ANALYSE ET MOTIFS DE DÉCISION

[17]  Dans ses représentations écrites, la Partie requérante soulève plusieurs questions qui peuvent être résumées comme suit : i) l’affidavit contient une preuve par ouï-dire inadmissible; ii) la preuve n’établit pas que la Marque était liée aux produits visés par l’enregistrement; et iii) il n’y a aucune preuve de transfert dans la pratique normale du commerce des produits visés par l’enregistrement.

[18]  J’examinerai maintenant successivement chacune de ces questions.

i) L’affidavit contient une preuve par ouï-dire inadmissible

[19]  La Partie requérante fait valoir que l’affidavit de la Propriétaire contient une preuve par ouï-dire inadmissible. À titre d’exemple, la Partie requérante soutient que la déclaration de M. La Perle portant que la Propriétaire offre le logiciel Mac OS X 10.4 Tiger en téléchargement aux consommateurs canadiens et les extraits de site Web produits comme pièce A constituent du ouï-dire, puisque cette preuve a été fournie par [Traduction] « l’avocat canadien » de la Propriétaire. Je souligne que, dans ses représentations écrites, la Propriétaire indique que [Traduction] « l’avocat canadien » est un agent de marques de commerce.

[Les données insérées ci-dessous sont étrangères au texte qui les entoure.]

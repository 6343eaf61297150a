//! S3 multipart XML documents
//!
//! Parses `InitiateMultipartUploadResult` / `CompleteMultipartUploadResult`
//! responses and renders the `CompleteMultipartUpload` request body.

use super::part::CompletedPart;
use super::UploadError;
use quick_xml::events::Event;
use quick_xml::Reader;
use serde::{Deserialize, Serialize};

#[derive(Debug, Deserialize)]
struct InitiateMultipartUploadResult {
    #[serde(rename = "UploadId", default)]
    upload_id: Option<String>,
}

#[derive(Debug, Deserialize)]
struct CompleteMultipartUploadResult {
    #[serde(rename = "ETag", default)]
    etag: Option<String>,
}

#[derive(Debug, Deserialize)]
struct ErrorResponse {
    #[serde(rename = "Code", default)]
    code: Option<String>,
    #[serde(rename = "Message", default)]
    message: Option<String>,
}

#[derive(Debug, Serialize)]
#[serde(rename = "CompleteMultipartUpload")]
struct CompleteMultipartUpload<'a> {
    #[serde(rename = "Part")]
    parts: Vec<CompletedPartXml<'a>>,
}

#[derive(Debug, Serialize)]
struct CompletedPartXml<'a> {
    #[serde(rename = "PartNumber")]
    part_number: u32,
    #[serde(rename = "ETag")]
    etag: &'a str,
}

/// Name of the document's root element, if it has one
fn root_element(body: &str) -> Option<String> {
    let mut reader = Reader::from_str(body);
    loop {
        match reader.read_event() {
            Ok(Event::Start(e)) | Ok(Event::Empty(e)) => {
                return Some(String::from_utf8_lossy(e.local_name().as_ref()).into_owned())
            }
            Ok(Event::Eof) | Err(_) => return None,
            Ok(_) => continue,
        }
    }
}

/// Turn an S3 `<Error>` document into a store error
fn store_error(status: u16, body: &str) -> UploadError {
    match quick_xml::de::from_str::<ErrorResponse>(body) {
        Ok(ErrorResponse {
            code: Some(code),
            message,
        }) => UploadError::Store {
            status,
            body: format!("{}: {}", code, message.unwrap_or_default()),
        },
        _ => UploadError::Store {
            status,
            body: body.to_string(),
        },
    }
}

/// Extract the session id from an `InitiateMultipartUploadResult`
pub fn parse_upload_id(body: &str) -> Result<String, UploadError> {
    if body.trim().is_empty() {
        return Err(UploadError::SessionIdMissing);
    }

    let result: InitiateMultipartUploadResult = quick_xml::de::from_str(body)
        .map_err(|e| UploadError::MalformedResponse(e.to_string()))?;

    result
        .upload_id
        .map(|id| id.trim().to_string())
        .filter(|id| !id.is_empty())
        .ok_or(UploadError::SessionIdMissing)
}

/// Render the completion body, parts in ascending part-number order
pub fn complete_body(parts: &[CompletedPart]) -> Result<String, UploadError> {
    let mut sorted: Vec<&CompletedPart> = parts.iter().collect();
    sorted.sort_by_key(|part| part.part_number);

    let document = CompleteMultipartUpload {
        parts: sorted
            .into_iter()
            .map(|part| CompletedPartXml {
                part_number: part.part_number,
                etag: &part.etag,
            })
            .collect(),
    };

    quick_xml::se::to_string(&document).map_err(|e| UploadError::MalformedResponse(e.to_string()))
}

/// Interpret a 2xx completion response
///
/// The store may accept the request and still fail the assembly, reporting it
/// as an `<Error>` document with a 200 status.
pub fn parse_complete_response(status: u16, body: &str) -> Result<Option<String>, UploadError> {
    match root_element(body).as_deref() {
        None => Ok(None),
        Some("Error") => Err(store_error(status, body)),
        Some(_) => {
            let result: CompleteMultipartUploadResult = quick_xml::de::from_str(body)
                .map_err(|e| UploadError::MalformedResponse(e.to_string()))?;
            Ok(result.etag.filter(|etag| !etag.is_empty()))
        }
    }
}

À cet égard, comme l’a souligné à juste titre la Partie requérante, on ne peut considérer qu’un déposant a une connaissance personnelle des faits qui lui ont été communiqués par l’avocat du propriétaire de la marque de commerce [Perley-Robertson, Hill & McDougall LLP c Olin Corporation (2008), 67 CPR (4th) 234 (COMC)].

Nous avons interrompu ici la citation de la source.